How many calories do you eat? I get asked this at least once a week. Honestly, I have no idea how many calories I eat in a day. I’m certainly aware of calorie information, but I’ve never taken the time to count calories. Due to my lack of first hand experience, I was open to the idea of counting calories for those with whom I work. I figured that just because something didn’t work or interest me, didn’t mean that it couldn’t help others. However, as I’ve grown and gained experience as a dietitian, calorie counting has become something that I would not recommend.
Counting calories is extremely time consuming, especially if you do it accurately. Estimating how much you ate or are going to eat can be extremely inaccurate. To count calories with accuracy, you would have to weigh all the food that you eat with precision (no extra bites allowed). Once you know the exact amount of food, then you need the calorie information. This can be found on food labels, but many foods (especially healthy foods) don’t have food labels. This is where software like myfitness pal can be used, but remember, for it to be accurate, you can’t just add a “banana” or “potato” you would need to know the exact weight of that food as an estimate of small/medium/large isn’t accurate. How about if you eat something homemade like a cookie or lasagna? You’d have to break down every single ingredient. You could choose a close approximate on myfitness pal, but again this wouldn’t be accurate.

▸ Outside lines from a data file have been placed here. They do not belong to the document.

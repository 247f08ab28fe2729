//! Hand landmark layout and per-frame containers
//!
//! Landmarks are normalized image coordinates: x grows to the right and y
//! grows downwards, both roughly in [0, 1].

use glam::Vec2;
use serde::{Deserialize, Serialize};

// ============================================================================
// HAND LANDMARK INDICES
// ============================================================================

pub const WRIST: usize = 0;
pub const THUMB_CMC: usize = 1;
pub const THUMB_MCP: usize = 2;
pub const THUMB_IP: usize = 3;
pub const THUMB_TIP: usize = 4;
pub const INDEX_MCP: usize = 5;
pub const INDEX_PIP: usize = 6;
pub const INDEX_DIP: usize = 7;
pub const INDEX_TIP: usize = 8;
pub const MIDDLE_MCP: usize = 9;
pub const MIDDLE_PIP: usize = 10;
pub const MIDDLE_DIP: usize = 11;
pub const MIDDLE_TIP: usize = 12;
pub const RING_MCP: usize = 13;
pub const RING_PIP: usize = 14;
pub const RING_DIP: usize = 15;
pub const RING_TIP: usize = 16;
pub const PINKY_MCP: usize = 17;
pub const PINKY_PIP: usize = 18;
pub const PINKY_DIP: usize = 19;
pub const PINKY_TIP: usize = 20;

pub const LANDMARK_COUNT: usize = 21;

/// Handedness label reported by the tracker
#[derive(Debug, Clone, Copy, PartialEq, Eq, Serialize, Deserialize)]
pub enum Handedness {
    Left,
    Right,
}

/// One tracked hand
#[derive(Debug, Clone, PartialEq)]
pub struct Hand {
    pub handedness: Handedness,
    pub landmarks: [Vec2; LANDMARK_COUNT],
}

impl Hand {
    /// Build a hand from raw points. None unless exactly 21 are given.
    pub fn from_points(handedness: Handedness, points: &[[f32; 2]]) -> Option<Self> {
        if points.len() != LANDMARK_COUNT {
            return None;
        }
        let mut landmarks = [Vec2::ZERO; LANDMARK_COUNT];
        for (slot, [x, y]) in landmarks.iter_mut().zip(points) {
            *slot = Vec2::new(*x, *y);
        }
        Some(Self {
            handedness,
            landmarks,
        })
    }

    pub fn point(&self, index: usize) -> Vec2 {
        self.landmarks[index]
    }

    pub fn midpoint(&self, a: usize, b: usize) -> Vec2 {
        (self.landmarks[a] + self.landmarks[b]) * 0.5
    }
}

/// Every hand detected in one camera frame
#[derive(Debug, Clone, Default, PartialEq)]
pub struct LandmarkFrame {
    pub hands: Vec<Hand>,
}

impl LandmarkFrame {
    pub fn empty() -> Self {
        Self::default()
    }

    pub fn is_empty(&self) -> bool {
        self.hands.is_empty()
    }

    pub fn find(&self, handedness: Handedness) -> Option<&Hand> {
        self.hands.iter().find(|hand| hand.handedness == handedness)
    }
}

/// Wire form of a hand, as produced by the vision process
#[derive(Debug, Clone, Serialize, Deserialize)]
pub struct RawHand {
    pub handedness: Handedness,
    pub landmarks: Vec<[f32; 2]>,
}

/// Wire form of a frame: `{"hands":[{"handedness":"Right","landmarks":[[x,y],...]}]}`
#[derive(Debug, Clone, Default, Serialize, Deserialize)]
pub struct RawFrame {
    #[serde(default)]
    pub hands: Vec<RawHand>,
}

impl TryFrom<RawFrame> for LandmarkFrame {
    type Error = String;

    fn try_from(raw: RawFrame) -> Result<Self, Self::Error> {
        let hands = raw
            .hands
            .iter()
            .map(|hand| {
                Hand::from_points(hand.handedness, &hand.landmarks).ok_or_else(|| {
                    format!(
                        "expected {} landmarks, got {}",
                        LANDMARK_COUNT,
                        hand.landmarks.len()
                    )
                })
            })
            .collect::<Result<Vec<_>, _>>()?;
        Ok(Self { hands })
    }
}

impl From<&Hand> for RawHand {
    fn from(hand: &Hand) -> Self {
        Self {
            handedness: hand.handedness,
            landmarks: hand.landmarks.iter().map(|p| [p.x, p.y]).collect(),
        }
    }
}
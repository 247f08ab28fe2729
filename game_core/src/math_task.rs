//! Timed arithmetic challenge answered with a finger count.
//!
//! Equations use small operands and always evaluate to 0-5. A display
//! string is never handed out twice in one session.

use std::collections::HashSet;

use rand::Rng;
use tracing::debug;

use crate::params::Params;
use crate::resources::GameRng;

#[derive(Debug, Clone, Copy, PartialEq, Eq)]
enum Op {
    Add,
    Sub,
    Mul,
    Div,
}

impl Op {
    const ALL: [Op; 4] = [Op::Add, Op::Sub, Op::Mul, Op::Div];
    const ADDITIVE: [Op; 2] = [Op::Add, Op::Sub];

    fn symbol(self) -> char {
        match self {
            Op::Add => '+',
            Op::Sub => '-',
            Op::Mul => '*',
            Op::Div => '/',
        }
    }

    /// None for division by zero or a non-integer quotient
    fn apply(self, x: i32, y: i32) -> Option<i32> {
        match self {
            Op::Add => Some(x + y),
            Op::Sub => Some(x - y),
            Op::Mul => Some(x * y),
            Op::Div => (y != 0 && x % y == 0).then(|| x / y),
        }
    }

    fn pick(rng: &mut GameRng, ops: &[Op]) -> Op {
        ops[rng.0.gen_range(0..ops.len())]
    }
}

/// Math challenge state
#[derive(Debug, Clone)]
pub struct MathTask {
    pub active: bool,
    pub equation: String,
    pub answer: i32,
    pub started_at: f32,
    pub duration: f32,
    used: HashSet<String>,
}

impl MathTask {
    pub fn new(duration: f32) -> Self {
        Self {
            active: false,
            equation: String::new(),
            answer: 0,
            started_at: 0.0,
            duration,
            used: HashSet::new(),
        }
    }

    /// Forget the current task and every equation used this session
    pub fn reset(&mut self) {
        self.active = false;
        self.equation.clear();
        self.answer = 0;
        self.started_at = 0.0;
        self.used.clear();
    }

    /// Try to start a fresh task. Gives up silently after a bounded number of
    /// attempts, returning false.
    pub fn generate(&mut self, now: f32, rng: &mut GameRng) -> bool {
        for _ in 0..Params::MATH_TASK_MAX_ATTEMPTS {
            let (equation, result) = random_equation(rng);
            if !(0..=Params::MATH_ANSWER_MAX).contains(&result) || self.used.contains(&equation) {
                continue;
            }
            debug!(%equation, answer = result, "math task generated");
            self.used.insert(equation.clone());
            self.equation = equation;
            self.answer = result;
            self.active = true;
            self.started_at = now;
            return true;
        }
        debug!(used = self.used.len(), "math task generation gave up");
        false
    }

    /// Exact match against the stored answer while a task is running
    pub fn check_answer(&self, answer: u8) -> bool {
        self.active && i32::from(answer) == self.answer
    }

    pub fn deactivate(&mut self) {
        self.active = false;
    }

    /// Seconds remaining; negative once expired, zero when inactive
    pub fn time_left(&self, now: f32) -> f32 {
        if !self.active {
            return 0.0;
        }
        self.duration - (now - self.started_at)
    }

    /// Elapsed fraction of the task duration in [0, 1]
    pub fn progress(&self, now: f32) -> f32 {
        if !self.active || self.duration <= 0.0 {
            return 0.0;
        }
        ((now - self.started_at) / self.duration).clamp(0.0, 1.0)
    }

    pub fn used_count(&self) -> usize {
        self.used.len()
    }
}

/// Two operands three times out of five, three operands otherwise
fn random_equation(rng: &mut GameRng) -> (String, i32) {
    if rng.0.gen_range(0..5) < 3 {
        two_operands(rng)
    } else {
        three_operands(rng)
    }
}

fn two_operands(rng: &mut GameRng) -> (String, i32) {
    let mut a = rng.0.gen_range(1..=6);
    let b = rng.0.gen_range(1..=6);
    let op = Op::pick(rng, &Op::ALL);

    if op == Op::Div && a % b != 0 {
        a = b * rng.0.gen_range(1..=3);
    }
    let result = op.apply(a, b).unwrap_or(i32::MAX);
    (format!("{} {} {}", a, op.symbol(), b), result)
}

fn three_operands(rng: &mut GameRng) -> (String, i32) {
    let a = rng.0.gen_range(1..=5);
    let b = rng.0.gen_range(1..=5);
    let c = rng.0.gen_range(1..=4);
    let op1 = Op::pick(rng, &Op::ALL);
    let op2 = Op::pick(rng, &Op::ADDITIVE);

    let result = op1.apply(a, b).and_then(|ab| op2.apply(ab, c));
    match result {
        Some(result) => (
            format!("{} {} {} {} {}", a, op1.symbol(), b, op2.symbol(), c),
            result,
        ),
        None => two_operands(rng),
    }
}

/// Evaluate a displayed equation. The second operator is always additive,
/// so left to right matches the usual precedence.
#[cfg(test)]
fn evaluate(equation: &str) -> Option<i32> {
    let tokens: Vec<&str> = equation.split(' ').collect();
    let num = |s: &str| s.parse::<i32>().ok();
    let op = |s: &str| Op::ALL.into_iter().find(|o| o.symbol().to_string() == s);

    match tokens.as_slice() {
        [a, o, b] => op(o)?.apply(num(a)?, num(b)?),
        [a, o1, b, o2, c] => op(o2)?.apply(op(o1)?.apply(num(a)?, num(b)?)?, num(c)?),
        _ => None,
    }
}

The calorie information that is provided for food is also not 100% accurate. People differ in their ability to absorb calories from the same food. Your unique gut microbiome will influence how you digest and consequently, absorb calories. Calorie information also doesn’t take into consideration the calories required to digest that food. For instance, your body is able to get calories better from starches, such as sweet potatoes, the more cooked that they are. Every time you have a sweet potato, it is going to be cooked to a different degree and as a result, have a differing number of calories available.

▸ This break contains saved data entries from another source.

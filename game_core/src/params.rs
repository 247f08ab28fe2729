/// Game tuning parameters for Hand Pong
#[derive(Debug, Clone, Copy)]
pub struct Params;

impl Params {
    // Loop
    pub const FPS: u32 = 60;
    pub const MAX_DT: f32 = 0.25; // Clamp to prevent large jumps

    // Arena (playfield coordinates, origin top-left, y grows downwards)
    pub const ARENA_WIDTH: f32 = 1200.0;
    pub const ARENA_HEIGHT: f32 = 900.0;
    pub const PADDLE_INSET: f32 = 30.0; // Gap between arena edge and paddle
    pub const SCORE_MARGIN: f32 = 20.0; // Ball must travel this far past the edge

    // Paddle
    pub const PADDLE_WIDTH: f32 = 25.0;
    pub const PADDLE_HEIGHT: f32 = 140.0;
    pub const KEYBOARD_SPEED: f32 = 1000.0; // units per second
    pub const TRAIL_LENGTH: usize = 12;

    // Hand angle mapping (degrees)
    pub const PADDLE_ANGLE_UP: f32 = 100.0;
    pub const PADDLE_ANGLE_DOWN: f32 = 250.0;

    // Ball (velocities are per tick)
    pub const BALL_RADIUS: f32 = 12.0;
    pub const BALL_START_SPEED: f32 = 15.0;
    pub const BALL_MAX_SPEED: f32 = 25.0;
    pub const MAX_BOUNCE_ANGLE: f32 = 50.0; // degrees
    pub const SERVE_SPREAD: f32 = 0.5; // vy = speed * U(-spread, spread)
    pub const TRAMPOLINE_BOOST: f32 = 1.7;
    pub const GHOST_FLICKER_HZ: f32 = 6.0;

    // Levelling
    pub const HITS_PER_LEVEL: u32 = 5;
    pub const SPEED_INCREMENT_PER_LEVEL: f32 = 2.0;

    // Match
    pub const WIN_SCORE: u32 = 5;
    pub const TIME_LIMIT: f32 = 120.0; // seconds

    // Math tasks
    pub const MATH_TASK_DURATION: f32 = 10.0;
    pub const MATH_TASK_INTERVAL: f32 = 25.0;
    pub const MATH_TASK_MAX_ATTEMPTS: u32 = 100;
    pub const MATH_ANSWER_MAX: i32 = 5;

    // Powerups
    pub const POWERUP_DURATION: f32 = 15.0;
    pub const ENLARGE_FACTOR: f32 = 1.5;
    pub const SHRINK_FACTOR: f32 = 0.5;

    // Particles
    pub const PARTICLE_DECAY: f32 = 0.05; // life lost per tick
    pub const PARTICLE_SPEED: f32 = 3.0;
    pub const COLLISION_PARTICLES: usize = 8;
    pub const TRAMPOLINE_PARTICLES: usize = 12;
    pub const FIREWORK_PARTICLES: usize = 40;
    pub const FIREWORK_SPEED_SCALE: f32 = 3.0;

    // Menus
    pub const MENU_TRANSITION_DELAY: f32 = 0.2;
    pub const MENU_HOLD_TIME: f32 = 1.5;
    pub const PAUSE_SELECTION_TIME: f32 = 2.0;

    // Colors
    pub const COLOR_P1: [u8; 3] = [0, 255, 255]; // Cyan
    pub const COLOR_P2: [u8; 3] = [255, 0, 255]; // Magenta
    pub const COLOR_GOLD: [u8; 3] = [255, 215, 0];
}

Even if you were able to count calories with accuracy, you would still need to know how many calories you require in a day. There are certainly rough calculations available. However, these are really just an estimate and are usually not accurate. For instance, the more someone calorie restricts, the more their metabolism slows down and the less calories they require. This wouldn’t be reflected in those calculations. For athletes, calorie needs are going to differ greatly from day to day and you would need to know exactly how many calories you burned during exercise. Again, this is a really hard thing to estimate. Calorie requirement equations also don’t take into consideration how your physical activity changes from day to day based on daily living. Think of a day you’re busy cleaning the house or chasing after kids versus a day at the office or a lazy Sunday afternoon. Each day is unique.
While I’m not an advocate of calorie counting, I do think that it’s wise to be calorie aware. Maybe you have a rough estimate of how many calories you need in a day such as 2500 calories. If you’re at a restaurant, and the meal you selected contains 1000 calories, then you know that it’s a lot of calories compared to what you require. On the other hand, if you have a 200 calorie energy bar for breakfast, then this isn’t very much compared to how many calories you require. Calorie information can also be compared between different products to help with food decisions.
So what do I suggest instead of counting calories? Listening to your body. If your stomach is grumbling, then it doesn’t matter how many calories your fitness pal says you ate, your body needs some fuel. We can learn from our hunger and fullness throughout the day to help lead future food decisions. If you have a meal but are hungry a couple hours later, then that meal probably didn’t have enough calories or wasn’t balanced. Look back at it, did it contain protein? carbohydrates? vegetables? Learn from these experiences to lead future food decisions.
While being aware of calorie information can be helpful, counting calories is a tedious and inaccurate process. Don’t waste your valuable time calorie counting. Use this time for something more productive such as going for a walk, cooking a healthy meal or just being present with your family.